Source data START
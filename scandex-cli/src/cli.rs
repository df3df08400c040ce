//! CLI argument parsing using clap derive API
//!
//! This module defines the command-line interface structure using clap's derive macros.
//! It is purely declarative with no side effects or I/O.

use std::path::PathBuf;

use clap::builder::{OsStringValueParser, TypedValueParser};
use clap::{Parser, ValueEnum};

/// scandex -- index a directory of scans into a single JSON manifest.
///
/// Each immediate subdirectory of ROOT is one scan. Its `flesh.tif` image and
/// experiment files (with optional same-name `.json` parameter sidecars) are
/// written to `ROOT/index.json`.
#[derive(Parser, Debug)]
#[command(name = "scandex", version, about, long_about = None)]
pub struct Cli {
    /// Root directory holding one subdirectory per scan.
    ///
    /// Exactly one is expected; any other count prints a usage message.
    /// Empty and dash-prefixed values are taken as paths and checked by the
    /// index command. Short options must come before ROOT.
    #[arg(
        value_name = "ROOT",
        allow_hyphen_values = true,
        value_parser = OsStringValueParser::new().map(PathBuf::from)
    )]
    pub roots: Vec<PathBuf>,

    /// Path to a scandex.toml configuration file (defaults + env overrides when omitted).
    #[arg(short, long)]
    pub config: Option<PathBuf>,

    /// Override log level.
    #[arg(long, value_parser = ["trace", "debug", "info", "warn", "error"])]
    pub log_level: Option<String>,

    /// Format of the run summary printed after indexing.
    #[arg(long, default_value = "text")]
    pub format: OutputFormat,

    /// Leave scans without a flesh file out of the index instead of aborting.
    #[arg(long)]
    pub skip_missing_flesh: bool,

    /// Sort scans and their entries by name for reproducible output.
    #[arg(long)]
    pub sorted: bool,

    /// Print the index to stdout instead of writing it.
    #[arg(long)]
    pub dry_run: bool,
}

/// Supported output formats.
#[derive(Debug, Clone, Copy, PartialEq, Eq, ValueEnum)]
pub enum OutputFormat {
    /// Human-readable text output.
    Text,
    /// Machine-readable JSON.
    Json,
}
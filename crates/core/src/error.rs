//! Error types shared by every scandex crate.

/// Top-level scandex error.
#[derive(Debug, thiserror::Error)]
pub enum ScandexError {
    /// Configuration error
    #[error("config error: {0}")]
    Config(#[from] ConfigError),

    /// I/O error
    #[error("io error: {0}")]
    Io(#[from] std::io::Error),
}

/// Configuration errors.
#[derive(Debug, thiserror::Error)]
pub enum ConfigError {
    /// The config file does not exist
    #[error("config file not found: {path}")]
    FileNotFound { path: String },

    /// The config file is not valid TOML for [`ScandexConfig`](crate::config::ScandexConfig)
    #[error("failed to parse config: {reason}")]
    ParseFailed { reason: String },

    /// A field holds a value outside its allowed set or range
    #[error("invalid config value for '{field}': {reason}")]
    InvalidValue { field: String, reason: String },
}
//! scandex indexer: turns a directory of scans into a JSON index.
//!
//! # Module Structure
//!
//! - [`error`]: domain error type (`IndexerError`)
//! - [`config`]: indexer settings (`IndexerConfig`, builder)
//! - [`enumerate`]: one-level directory listing (`list_scan_dirs`, `list_entries`)
//! - [`sidecar`]: `.json` sidecar lookup (`load_parameters`, `SidecarOutcome`)
//! - [`scan`]: per-scan record building (`index_scan_dir`)
//! - [`types`]: document model (`ExperimentEntry`, `ScanRecord`, `IndexDocument`, `IndexSummary`)
//! - [`indexer`]: orchestrator (`Indexer`)
//!
//! # Architecture
//!
//! ```text
//! root --> list_scan_dirs --> index_scan_dir --+--> flesh file
//!                                              |
//!                                              +--> experiments --> load_parameters
//!                                              |
//!                                         ScanRecord
//!                                              |
//!                                        IndexDocument --> <root>/index.json
//! ```

pub mod config;
pub mod enumerate;
pub mod error;
pub mod indexer;
pub mod scan;
pub mod sidecar;
pub mod types;

// --- Public API Re-exports ---

pub use config::{IndexerConfig, IndexerConfigBuilder};
pub use error::IndexerError;
pub use indexer::Indexer;
pub use scan::index_scan_dir;
pub use sidecar::{AbsentReason, SidecarOutcome, load_parameters};
pub use types::{ExperimentEntry, IndexDocument, IndexSummary, ScanRecord};
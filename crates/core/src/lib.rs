//! Shared building blocks for the scandex workspace.
//!
//! - [`error`]: top-level error taxonomy (`ScandexError`, `ConfigError`)
//! - [`config`]: `scandex.toml` loading, environment overrides and validation

pub mod config;
pub mod error;

pub use config::{GeneralConfig, IndexConfig, MissingFleshPolicy, ScandexConfig};
pub use error::{ConfigError, ScandexError};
Source data END
▶ **Task to complete**:
Determine how many lines above contain the string "types". Give only that number.

▶ **Reply to the task**:
4